При этих словах толстуха улыбнулась, кивнув головой в сторону худощавой женщины, и обнажила ряд золотых зубов.

Та сразу вспыхнула, словно ее оскорбили в лучших чувствах, и, в свою очередь, набросилась на толстуху:

— Вы еще не знаете, из каких притонов тут есть птички! Старые шлюхи! Вот эта — по роже видно, какими «хорошими болезнями» болела…

Толстуха разозлилась и плюнула в лицо худощавой женщине. Визг и брань заполнили душную, темную камеру. Отборная ругань вбежавшей надзирательницы восстановила тишину. Дао-цзин охватило омерзение.

«Что это за люди?» Она думала, что ее поместят с политическими. А так — лучше бы ее расстреляли!

Одну за другой она оглядела всех арестанток: несколько женщин, похожих по одежде на крестьянок, понуро сидели на нарах, зато другие — в рваных и грязных шелковых платьях — чувствовали себя совсем непринужденно: одни напевали непристойные песенки; другие глотали опиумные шарики; третьи, лежа на спине на деревянных нарах, курили.

«Кого они мне напоминают?» — раздумывала Дао-цзин.

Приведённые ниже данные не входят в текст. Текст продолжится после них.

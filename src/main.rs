use std::path::{Path, PathBuf};

use anyhow::Result;
use clap::{Parser, Subcommand};
use serde_json::Value;
use tracing::{error, info};
use tracing_subscriber::{layer::SubscriberExt, util::SubscriberInitExt, EnvFilter};

use v6ddns::{
    config::{RecordOverrides, Settings},
    dns::create_provider,
    ip, secrets, updater,
};

#[derive(Parser)]
#[command(name = "v6ddns")]
#[command(about = "IPv6 dynamic DNS updater - publishes an interface's global address to an AAAA record")]
#[command(version)]
struct Cli {
    /// Configuration file (default: /etc/v6ddns/config.toml)
    #[arg(long, global = true)]
    config: Option<PathBuf>,

    /// Network interface to read the address from
    #[arg(long, global = true)]
    interface: Option<String>,

    /// Zone name, e.g. example.com
    #[arg(long, global = true)]
    domain: Option<String>,

    /// Record label inside the zone; "@" for the apex
    #[arg(long, global = true)]
    subdomain: Option<String>,

    /// API token; falls back to the credentials file
    #[arg(long, global = true, env = "CLOUDFLARE_API_TOKEN", hide_env_values = true)]
    api_token: Option<String>,

    #[command(subcommand)]
    command: Option<Commands>,
}

#[derive(Subcommand)]
enum Commands {
    /// Publish the interface's current address (default)
    Update,

    /// Show the discovered address and the published record
    Check,

    /// Store the API token for a DNS provider
    SetKey {
        /// DNS provider name (e.g., cloudflare)
        provider: String,
    },

    /// Delete the stored API token for a DNS provider
    DeleteKey {
        /// DNS provider name (e.g., cloudflare)
        provider: String,
    },

    /// Show configuration file location and contents
    Config,
}

fn init_logging(log_level: &str) {
    let filter = EnvFilter::try_from_default_env().unwrap_or_else(|_| EnvFilter::new(log_level));

    tracing_subscriber::registry()
        .with(filter)
        .with(tracing_subscriber::fmt::layer().with_writer(std::io::stderr))
        .init();
}

/// An explicit --config must exist; the default location is optional.
fn load_file(explicit: Option<&Path>) -> Result<Option<Settings>> {
    match explicit {
        Some(path) => Settings::load(path).map(Some),
        None => Settings::load_optional(&Settings::config_path()),
    }
}

#[tokio::main(flavor = "current_thread")]
async fn main() -> Result<()> {
    let cli = Cli::parse();

    let file = load_file(cli.config.as_deref());

    let log_level = file
        .as_ref()
        .ok()
        .and_then(|f| f.as_ref())
        .map(|s| s.updater.log_level.as_str())
        .unwrap_or("info");
    init_logging(log_level);

    let overrides = RecordOverrides {
        interface: cli.interface.clone(),
        domain: cli.domain.clone(),
        subdomain: cli.subdomain.clone(),
    };
    let store = secrets::CredentialStore::default();

    match cli.command.unwrap_or(Commands::Update) {
        Commands::Update => {
            let result = match file.and_then(|f| Settings::resolve(f, overrides)) {
                Ok(settings) => run_update(&settings, &store, cli.api_token.as_deref()).await,
                Err(e) => Err(e),
            };

            match result {
                Ok(payload) => println!("DNS record updated successfully: {}", payload),
                Err(e) => {
                    error!("Update failed: {:#}", e);
                    println!("Error: {:#}", e);
                    std::process::exit(1);
                }
            }
        }

        Commands::Check => {
            let settings = Settings::resolve(file?, overrides)?;
            check_status(&settings, &store, cli.api_token.as_deref()).await?;
        }

        Commands::SetKey { provider } => {
            let token = rpassword::prompt_password("API Token: ")?;
            store.store(&provider, &token)?;
            println!("Credentials stored for provider: {}", provider);
        }

        Commands::DeleteKey { provider } => {
            store.delete(&provider)?;
            println!("Credentials deleted for provider: {}", provider);
        }

        Commands::Config => {
            let path = cli.config.clone().unwrap_or_else(Settings::config_path);
            // a missing file, even an explicit one, gets the example instead
            let settings = match file {
                Ok(settings) => settings,
                Err(_) => Settings::load_optional(&path)?,
            };
            show_config(&path, &settings)?;
        }
    }

    Ok(())
}

async fn run_update(
    settings: &Settings,
    store: &secrets::CredentialStore,
    api_token: Option<&str>,
) -> Result<Value> {
    let credentials = secrets::resolve_credentials(store, &settings.record.provider, api_token)?;
    let provider = create_provider(&settings.record.provider, credentials, &settings.provider)?;

    let address =
        ip::discover_address(&settings.record.interface, &settings.updater.address_policy).await?;
    info!(
        "Discovered {} on {} (policy: {})",
        address, settings.record.interface, settings.updater.address_policy
    );

    let payload = updater::update_ipv6_record(
        provider.as_ref(),
        &settings.target(),
        &address.to_string(),
        &settings.retry_policy(),
    )
    .await?;

    Ok(payload)
}

async fn check_status(
    settings: &Settings,
    store: &secrets::CredentialStore,
    api_token: Option<&str>,
) -> Result<()> {
    let target = settings.target();
    println!("Checking {} on {}...\n", target.fqdn(), settings.record.interface);

    let discovered =
        ip::discover_address(&settings.record.interface, &settings.updater.address_policy).await;
    match &discovered {
        Ok(ip) => println!("Interface address: {}", ip),
        Err(e) => println!("Interface address: Error - {}", e),
    }

    let credentials = secrets::resolve_credentials(store, &settings.record.provider, api_token)?;
    let provider = create_provider(&settings.record.provider, credentials, &settings.provider)?;

    match updater::fetch_record(provider.as_ref(), &target, &settings.retry_policy()).await {
        Ok(record) => {
            println!(
                "{} ({}): {} -> {} (ttl {}, proxied {})",
                record.name,
                provider.provider_name(),
                record.record_type,
                record.content,
                record.ttl,
                record.proxied
            );
            if let Ok(ip) = discovered {
                if record.content == ip.to_string() {
                    println!("\nRecord is up to date.");
                } else {
                    println!("\nRecord differs from the interface address; run 'v6ddns update'.");
                }
            }
        }
        Err(e) => println!("{} ({}): Error - {}", target.fqdn(), provider.provider_name(), e),
    }

    Ok(())
}

fn show_config(path: &Path, settings: &Option<Settings>) -> Result<()> {
    println!("Configuration file location: {}\n", path.display());

    match settings {
        Some(s) => {
            println!("Current configuration:\n");
            println!("{}", toml::to_string_pretty(s)?);
        }
        None => {
            println!("Configuration file not found.");
            println!("\nCreate a configuration file at the location above.");
            println!("Example configuration:\n");
            println!(
                r#"[updater]
log_level = "info"
address_policy = "dynamic"
max_attempts = 1

[record]
provider = "cloudflare"
interface = "eno1"
domain = "example.com"
subdomain = "host"
"#
            );
            println!(
                "Store the API token with 'v6ddns set-key cloudflare' or set CLOUDFLARE_API_TOKEN."
            );
        }
    }

    Ok(())
}
pub mod config;
pub mod dns;
pub mod error;
pub mod ip;
pub mod retry;
pub mod secrets;
pub mod updater;

pub use error::{Error, Result};
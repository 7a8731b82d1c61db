use std::time::Duration;

use async_trait::async_trait;
use reqwest::{Client, Response};
use serde::Deserialize;
use serde_json::Value;
use tracing::debug;

use super::provider::{Credentials, DnsProvider, DnsRecord, RecordUpdate, Zone};
use crate::error::{Error, Result};

pub const CLOUDFLARE_API_BASE: &str = "https://api.cloudflare.com/client/v4";

pub struct CloudflareProvider {
    client: Client,
    credentials: Credentials,
    api_base: String,
}

#[derive(Debug, Deserialize)]
struct ApiResponse<T> {
    success: bool,
    result: Option<T>,
    #[serde(default)]
    errors: Vec<Value>,
}

impl CloudflareProvider {
    /// Without a timeout the transport defaults apply.
    pub fn new(credentials: Credentials, api_base: &str, timeout: Option<Duration>) -> Result<Self> {
        let mut builder = Client::builder();
        if let Some(timeout) = timeout {
            builder = builder.timeout(timeout);
        }

        Ok(Self {
            client: builder.build()?,
            credentials,
            api_base: api_base.trim_end_matches('/').to_string(),
        })
    }

    async fn get(&self, url: &str, query: &[(&str, &str)]) -> Result<Response> {
        let response = self
            .client
            .get(url)
            .query(query)
            .bearer_auth(&self.credentials.api_token)
            .header("Content-Type", "application/json")
            .send()
            .await?;
        Ok(response)
    }

    async fn ensure_success(response: Response, context: &str) -> Result<Response> {
        if !response.status().is_success() {
            let status = response.status();
            let body = response.text().await.unwrap_or_default();
            return Err(Error::remote(context, Some(status.as_u16()), body));
        }
        Ok(response)
    }
}

fn errors_text(errors: &[Value]) -> String {
    serde_json::to_string(errors).unwrap_or_default()
}

#[async_trait]
impl DnsProvider for CloudflareProvider {
    async fn find_zone(&self, name: &str) -> Result<Zone> {
        let url = format!("{}/zones", self.api_base);
        debug!("Looking up zone {}", name);

        let response = self.get(&url, &[("name", name)]).await?;
        let response = Self::ensure_success(response, "Failed to fetch zone data").await?;
        let parsed: ApiResponse<Vec<Zone>> = response.json().await?;

        if !parsed.success {
            return Err(Error::remote(
                "Cloudflare API error while fetching zones",
                None,
                errors_text(&parsed.errors),
            ));
        }

        let zones = parsed.result.unwrap_or_default();
        if zones.len() > 1 {
            tracing::warn!(
                "{} zones returned for {}, using the first",
                zones.len(),
                name
            );
        }

        zones
            .into_iter()
            .next()
            .ok_or_else(|| Error::not_found(format!("No zones found for the given domain: {}", name)))
    }

    async fn list_records(&self, zone_id: &str) -> Result<Vec<DnsRecord>> {
        let url = format!("{}/zones/{}/dns_records", self.api_base, zone_id);
        debug!("Listing records for zone {}", zone_id);

        let response = self.get(&url, &[]).await?;
        let response = Self::ensure_success(response, "Failed to fetch DNS records").await?;
        let parsed: ApiResponse<Vec<DnsRecord>> = response.json().await?;

        if !parsed.success {
            return Err(Error::remote(
                "Cloudflare API error while listing records",
                None,
                errors_text(&parsed.errors),
            ));
        }

        Ok(parsed.result.unwrap_or_default())
    }

    async fn update_record(
        &self,
        zone_id: &str,
        record_id: &str,
        update: &RecordUpdate,
    ) -> Result<Value> {
        let url = format!(
            "{}/zones/{}/dns_records/{}",
            self.api_base, zone_id, record_id
        );
        debug!("Updating record {} in zone {}", record_id, zone_id);

        let response = self
            .client
            .put(&url)
            .bearer_auth(&self.credentials.api_token)
            .header("Content-Type", "application/json")
            .json(update)
            .send()
            .await?;
        let response = Self::ensure_success(response, "Failed to update DNS record").await?;
        let payload: Value = response.json().await?;

        if payload.get("success").and_then(Value::as_bool) != Some(true) {
            return Err(Error::remote(
                "Failed to update DNS record",
                None,
                payload.to_string(),
            ));
        }

        Ok(payload)
    }

    fn provider_name(&self) -> &'static str {
        "cloudflare"
    }
}
mod store;

pub use store::{resolve_credentials, CredentialStore};
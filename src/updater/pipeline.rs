use std::net::Ipv6Addr;

use serde_json::Value;
use tracing::{debug, info, warn};

use crate::dns::{DnsProvider, DnsRecord, RecordUpdate};
use crate::error::{Error, Result};
use crate::retry::RetryPolicy;

const AAAA: &str = "AAAA";

/// The record being kept in sync: `<subdomain>.<domain>`.
#[derive(Debug, Clone, PartialEq, Eq)]
pub struct RecordTarget {
    pub domain: String,
    pub subdomain: String,
}

impl RecordTarget {
    pub fn new(domain: impl Into<String>, subdomain: impl Into<String>) -> Self {
        Self {
            domain: domain.into(),
            subdomain: subdomain.into(),
        }
    }

    /// Fully-qualified record name. An empty or `@` subdomain is the zone apex.
    pub fn fqdn(&self) -> String {
        match self.subdomain.as_str() {
            "" | "@" => self.domain.clone(),
            sub => format!("{}.{}", sub, self.domain),
        }
    }
}

pub fn validate_address(input: &str) -> Result<Ipv6Addr> {
    input
        .parse::<Ipv6Addr>()
        .map_err(|_| Error::invalid_address(input))
}

/// First AAAA record named `fqdn`, in provider order.
pub fn locate_record<'a>(records: &'a [DnsRecord], fqdn: &str) -> Result<&'a DnsRecord> {
    let mut matches = records
        .iter()
        .filter(|r| r.record_type == AAAA && r.name == fqdn);

    let record = matches
        .next()
        .ok_or_else(|| Error::not_found(format!("No AAAA record found for {}", fqdn)))?;

    let extra = matches.count();
    if extra > 0 {
        warn!(
            "{} AAAA records match {}, updating the first ({})",
            extra + 1,
            fqdn,
            record.id
        );
    }

    Ok(record)
}

/// Resolve the zone and return the currently published AAAA record.
pub async fn fetch_record(
    provider: &dyn DnsProvider,
    target: &RecordTarget,
    retry: &RetryPolicy,
) -> Result<DnsRecord> {
    let domain = target.domain.as_str();
    let zone = retry
        .run("Zone lookup", move || provider.find_zone(domain))
        .await?;
    debug!("Zone {} has id {}", zone.name, zone.id);

    let zone_id = zone.id.as_str();
    let records = retry
        .run("Record listing", move || provider.list_records(zone_id))
        .await?;

    locate_record(&records, &target.fqdn()).cloned()
}

/// Point the target's AAAA record at `new_address`.
///
/// Runs validate, zone lookup, record listing, locate and update in order and
/// stops at the first failure. ttl and proxied are carried over from the
/// existing record. Returns the provider's confirmation payload as received.
pub async fn update_ipv6_record(
    provider: &dyn DnsProvider,
    target: &RecordTarget,
    new_address: &str,
    retry: &RetryPolicy,
) -> Result<Value> {
    let address = validate_address(new_address)?;

    let domain = target.domain.as_str();
    let zone = retry
        .run("Zone lookup", move || provider.find_zone(domain))
        .await?;
    debug!("Zone {} has id {}", domain, zone.id);

    let zone_id = zone.id.as_str();
    let records = retry
        .run("Record listing", move || provider.list_records(zone_id))
        .await?;
    debug!("Zone {} holds {} records", domain, records.len());

    let fqdn = target.fqdn();
    let record = locate_record(&records, &fqdn)?;

    if record.content == address.to_string() {
        info!("{} already points to {}, rewriting anyway", fqdn, address);
    } else {
        info!("Updating {} from {} to {}", fqdn, record.content, address);
    }

    let update = RecordUpdate::from_existing(record, &fqdn, &address.to_string());
    let record_id = record.id.as_str();
    let update = &update;
    let payload = retry
        .run("Record update", move || {
            provider.update_record(zone_id, record_id, update)
        })
        .await?;

    info!("Updated {} via {}", fqdn, provider.provider_name());
    Ok(payload)
}
use std::net::Ipv6Addr;

/// Remaining lifetime of an interface address as reported by `ip`.
#[derive(Debug, Clone, Copy, PartialEq, Eq)]
pub enum Lifetime {
    Forever,
    Seconds(u64),
}

impl Lifetime {
    fn parse(token: &str) -> Option<Self> {
        if token == "forever" {
            return Some(Lifetime::Forever);
        }
        token
            .strip_suffix("sec")
            .and_then(|n| n.parse().ok())
            .map(Lifetime::Seconds)
    }
}

/// One `inet6` entry from `ip -6 addr show`.
#[derive(Debug, Clone, PartialEq, Eq)]
pub struct InterfaceAddress {
    pub address: Ipv6Addr,
    pub prefix_len: u8,
    pub scope: Option<String>,
    pub flags: Vec<String>,
    pub valid_lft: Option<Lifetime>,
    pub preferred_lft: Option<Lifetime>,
}

impl InterfaceAddress {
    /// Non-expiring entry, e.g. a static or stable-privacy address.
    pub fn is_permanent(&self) -> bool {
        self.valid_lft == Some(Lifetime::Forever) || self.preferred_lft == Some(Lifetime::Forever)
    }

    pub fn is_link_local(&self) -> bool {
        (self.address.segments()[0] & 0xffc0) == 0xfe80
    }

    /// fc00::/7, which `ip` still labels `scope global`.
    pub fn is_unique_local(&self) -> bool {
        (self.address.segments()[0] & 0xfe00) == 0xfc00
    }

    pub fn has_flag(&self, flag: &str) -> bool {
        self.flags.iter().any(|f| f == flag)
    }
}

/// Parse the text printed by `ip -6 addr show <iface>`.
///
/// Every line starting with `inet6` opens a new entry; the lines below it
/// (lifetimes) belong to the same entry. Text before the first `inet6` line
/// is the interface header and is ignored, as are entries that carry no
/// `<address>/<prefix>` token.
pub fn parse_ip_output(output: &str) -> Vec<InterfaceAddress> {
    let mut segments: Vec<Vec<&str>> = Vec::new();

    for line in output.lines() {
        let trimmed = line.trim_start();
        if let Some(rest) = trimmed.strip_prefix("inet6") {
            if rest.is_empty() || rest.starts_with(char::is_whitespace) {
                segments.push(rest.split_whitespace().collect());
                continue;
            }
        }
        if let Some(current) = segments.last_mut() {
            current.extend(trimmed.split_whitespace());
        }
    }

    segments.iter().filter_map(|tokens| parse_segment(tokens)).collect()
}

fn parse_segment(tokens: &[&str]) -> Option<InterfaceAddress> {
    let (index, address, prefix_len) = tokens
        .iter()
        .enumerate()
        .find_map(|(i, token)| parse_cidr(token).map(|(addr, len)| (i, addr, len)))?;

    let mut entry = InterfaceAddress {
        address,
        prefix_len,
        scope: None,
        flags: Vec::new(),
        valid_lft: None,
        preferred_lft: None,
    };

    let mut rest = tokens[index + 1..].iter();
    while let Some(token) = rest.next() {
        match *token {
            "scope" => entry.scope = rest.next().map(|s| s.to_string()),
            "valid_lft" => entry.valid_lft = rest.next().and_then(|s| Lifetime::parse(s)),
            "preferred_lft" => entry.preferred_lft = rest.next().and_then(|s| Lifetime::parse(s)),
            // peer addresses and labels carry a value we don't use
            "peer" | "label" | "metric" => {
                rest.next();
            }
            flag => entry.flags.push(flag.to_string()),
        }
    }

    Some(entry)
}

fn parse_cidr(token: &str) -> Option<(Ipv6Addr, u8)> {
    let (addr, prefix) = token.split_once('/')?;
    if addr.is_empty() || !addr.chars().all(|c| c.is_ascii_hexdigit() || c == ':') {
        return None;
    }
    let prefix_len: u8 = prefix.parse().ok()?;
    if prefix_len > 128 {
        return None;
    }
    Some((addr.parse().ok()?, prefix_len))
}
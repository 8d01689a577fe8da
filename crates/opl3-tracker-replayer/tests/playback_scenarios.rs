//! End-to-end playback scenarios over the capture backend.

use approx::assert_relative_eq;
use opl3::registers;
use opl3::RegisterCapture;
use opl3_tracker_replayer::{ArpeggioScript, Module, TrackCell, TrackerEngine};

fn module_with(orders: usize, rows: usize, channels: usize) -> Module {
    let mut module = Module::new();
    module.allocate_order(orders).unwrap();
    module.allocate_patterns(1, rows, channels).unwrap();
    module.allocate_instruments(2).unwrap();
    module.build_default_track_index();
    module
}

fn engine(module: Module) -> TrackerEngine<RegisterCapture> {
    TrackerEngine::new(module, RegisterCapture::new()).unwrap()
}

/// One order entry, an empty pattern, one channel, speed 6: six ticks
/// produce exactly one row advance, and the single order entry wraps
/// to the restart position with song-end reported once.
#[test]
fn empty_pattern_advances_once_per_speed_ticks() {
    let module = module_with(1, 64, 1);
    let mut player = engine(module);

    for tick in 0..6 {
        assert!(player.tick(), "ended early on tick {tick}");
    }
    assert_eq!(player.current_row(), 1, "exactly one row advance expected");
    assert!(!player.song_ended());

    let mut safety = 0;
    while player.tick() {
        safety += 1;
        assert!(safety < 64 * 6 + 12, "song end never reported");
    }
    assert!(player.song_ended());
    assert_eq!(player.current_order(), 0, "wrapped to the restart position");
}

/// A cell with a note, an instrument and a max set-volume command: the
/// volume clamps to 63 and its register write precedes any frequency
/// write from the same row.
#[test]
fn set_volume_row_writes_volume_before_frequency() {
    let mut module = module_with(1, 64, 1);
    *module.cell_mut(1, 0) = TrackCell {
        note: 60,
        instrument: 1,
        command: 0x0C,
        param1: 0x3F,
        param2: 0,
    };
    let mut player = engine(module);
    player.backend_mut().clear();
    player.tick();

    assert_eq!(player.channel(0).unwrap().vol_carrier, 63);
    assert_eq!(player.channel(0).unwrap().vol_modulator, 63);

    let writes = player.backend().writes();
    let first_volume = writes
        .iter()
        .position(|w| {
            w.register == registers::OP_LEVEL
                || w.register == registers::OP_LEVEL + registers::CARRIER
        })
        .expect("a volume write must be issued");
    let first_frequency = writes
        .iter()
        .position(|w| {
            w.register == registers::CH_FREQUENCY || w.register == registers::CH_KEY_BLOCK
        })
        .expect("a frequency write must be issued");
    assert!(
        first_volume < first_frequency,
        "volume write at {first_volume} must precede frequency write at {first_frequency}"
    );
}

/// Tone portamento toward a target two octaves up: the combined
/// frequency+octave metric approaches the target monotonically and
/// never overshoots.
#[test]
fn tone_portamento_converges_without_overshoot() {
    let mut module = module_with(1, 64, 1);
    module.cell_mut(1, 0).note = 25;
    module.cell_mut(1, 0).instrument = 1;
    module.cell_mut(1, 1).note = 49; // two octaves above
    module.cell_mut(1, 1).command = 0x03;
    module.cell_mut(1, 1).param2 = 8;
    for row in 2..64 {
        // keep the portamento armed; empty parameters reuse the step
        module.cell_mut(1, row).command = 0x03;
    }
    let mut player = engine(module);
    for _ in 0..7 {
        player.tick();
    }

    let target = {
        let ch = player.channel(0).unwrap();
        (ch.next_freq as i32) + ((ch.next_octave as i32) << 10)
    };
    let metric = |player: &TrackerEngine<RegisterCapture>| {
        let ch = player.channel(0).unwrap();
        (ch.freq as i32) + ((ch.octave as i32) << 10)
    };

    let mut previous_distance = (target - metric(&player)).abs();
    assert!(previous_distance > 0);
    for _ in 0..370 {
        player.tick();
        let current = metric(&player);
        assert!(current <= target, "portamento overshot the target");
        let distance = (target - current).abs();
        assert!(distance <= previous_distance, "distance must not grow");
        previous_distance = distance;
    }
    assert_eq!(metric(&player), target, "portamento must land on the target");
}

/// A looping special-arpeggio script settles on one note and executes
/// exactly one opcode per tick, without runaway.
#[test]
fn special_arpeggio_loop_holds_a_note() {
    let mut module = module_with(1, 64, 1);
    let mut script = ArpeggioScript::default();
    script.list[0] = 100; // absolute note
    script.commands[0] = 0;
    script.list[1] = 254; // loop target: the zero tail of the pool
    script.commands[1] = 254;
    module.set_arpeggio_script(script);
    {
        let inst = module.instrument_mut(0).unwrap();
        inst.arp_start = 0;
        inst.arp_speed = 1;
    }
    module.cell_mut(1, 0).note = 60;
    module.cell_mut(1, 0).instrument = 1;

    let mut player = engine(module);
    for _ in 0..5 {
        player.tick();
    }

    let held = {
        let ch = player.channel(0).unwrap();
        (ch.freq, ch.octave)
    };
    for _ in 0..200 {
        player.tick();
        let ch = player.channel(0).unwrap();
        assert_eq!((ch.freq, ch.octave), held, "script must hold the note");
    }
    // The pointer parked in the zero-filled tail of the pool.
    assert_eq!(player.channel(0).unwrap().arp_pos, 255);
}

/// Volumes stay inside [0, 63] under any volume-slide sequence.
#[test]
fn volume_slides_stay_in_bounds() {
    let mut module = module_with(1, 64, 1);
    module.cell_mut(1, 0).note = 49;
    module.cell_mut(1, 0).instrument = 1;
    module.cell_mut(1, 0).command = 0x0C;
    module.cell_mut(1, 0).param2 = 0xC; // start near the top
    for row in 1..32 {
        module.cell_mut(1, row).command = 0x0A;
        module.cell_mut(1, row).param1 = 9; // slide up
    }
    for row in 32..64 {
        module.cell_mut(1, row).command = 0x0A;
        module.cell_mut(1, row).param2 = 9; // slide down
    }
    let mut player = engine(module);

    let mut reached_top = false;
    let mut reached_bottom = false;
    for _ in 0..(64 * 6) {
        player.tick();
        let ch = player.channel(0).unwrap();
        assert!(ch.vol_carrier <= 63);
        assert!(ch.vol_modulator <= 63);
        reached_top |= ch.vol_carrier == 63;
        reached_bottom |= ch.vol_carrier == 0;
    }
    assert!(reached_top, "slide up must saturate at 63");
    assert!(reached_bottom, "slide down must saturate at 0");
}

/// Octaves stay inside [0, 7] and frequencies inside the fold bounds
/// under sustained slides in both directions.
#[test]
fn frequency_slides_respect_fold_bounds() {
    let mut module = module_with(1, 64, 1);
    module.cell_mut(1, 0).note = 49;
    module.cell_mut(1, 0).instrument = 1;
    for row in 1..32 {
        module.cell_mut(1, row).command = 0x01;
        module.cell_mut(1, row).param1 = 3; // 0x30 per tick, up
    }
    for row in 32..64 {
        module.cell_mut(1, row).command = 0x02;
        module.cell_mut(1, row).param1 = 3; // down
    }
    let mut player = engine(module);
    player.tick(); // note-on row

    for _ in 0..(64 * 6 - 1) {
        player.tick();
        let ch = player.channel(0).unwrap();
        assert!(ch.octave <= 7);
        assert!(ch.freq < 686, "frequency must stay below the fold bound");
        assert!(ch.freq >= 342, "frequency must stay above the fold bound");
    }
    // The downward half must have pinned the channel to the bottom.
    let ch = player.channel(0).unwrap();
    assert_eq!(ch.octave, 0);
    assert_eq!(ch.freq, 342);
}

/// Refresh rate derives from the tempo unless the dialect fixes it.
#[test]
fn refresh_rate_follows_tempo_and_overrides() {
    let module = module_with(1, 64, 1);
    let player = engine(module);
    assert_relative_eq!(player.refresh_rate(), 50.0f32);

    let mut module = module_with(1, 64, 1);
    module.cell_mut(1, 0).command = 0x07; // set tempo 75
    module.cell_mut(1, 0).param1 = 4;
    module.cell_mut(1, 0).param2 = 0xB;
    let mut player = engine(module);
    player.tick();
    assert_relative_eq!(player.refresh_rate(), 30.0f32);

    let mut module = module_with(1, 64, 1);
    module.refresh_override = Some(18.2);
    let player = engine(module);
    assert_relative_eq!(player.refresh_rate(), 18.2f32);
}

Внезапно перед ней с поразительной ясностью всплыло злое лицо мачехи, ее вульгарные песенки, стук костей мацзяна. Она с отвращением сплюнула и отогнала от себя этот образ. Не найдя на нарах свободного места, Дао-цзин присела в углу на корточках и, обхватив голову, решила подремать.

На полу было сыро и холодно. Просидев некоторое время на корточках, она все же решила сесть прямо на пол. Ей было не до сна, и она снова и снова начала размышлять над тем, почему ее схватили гоминдановцы.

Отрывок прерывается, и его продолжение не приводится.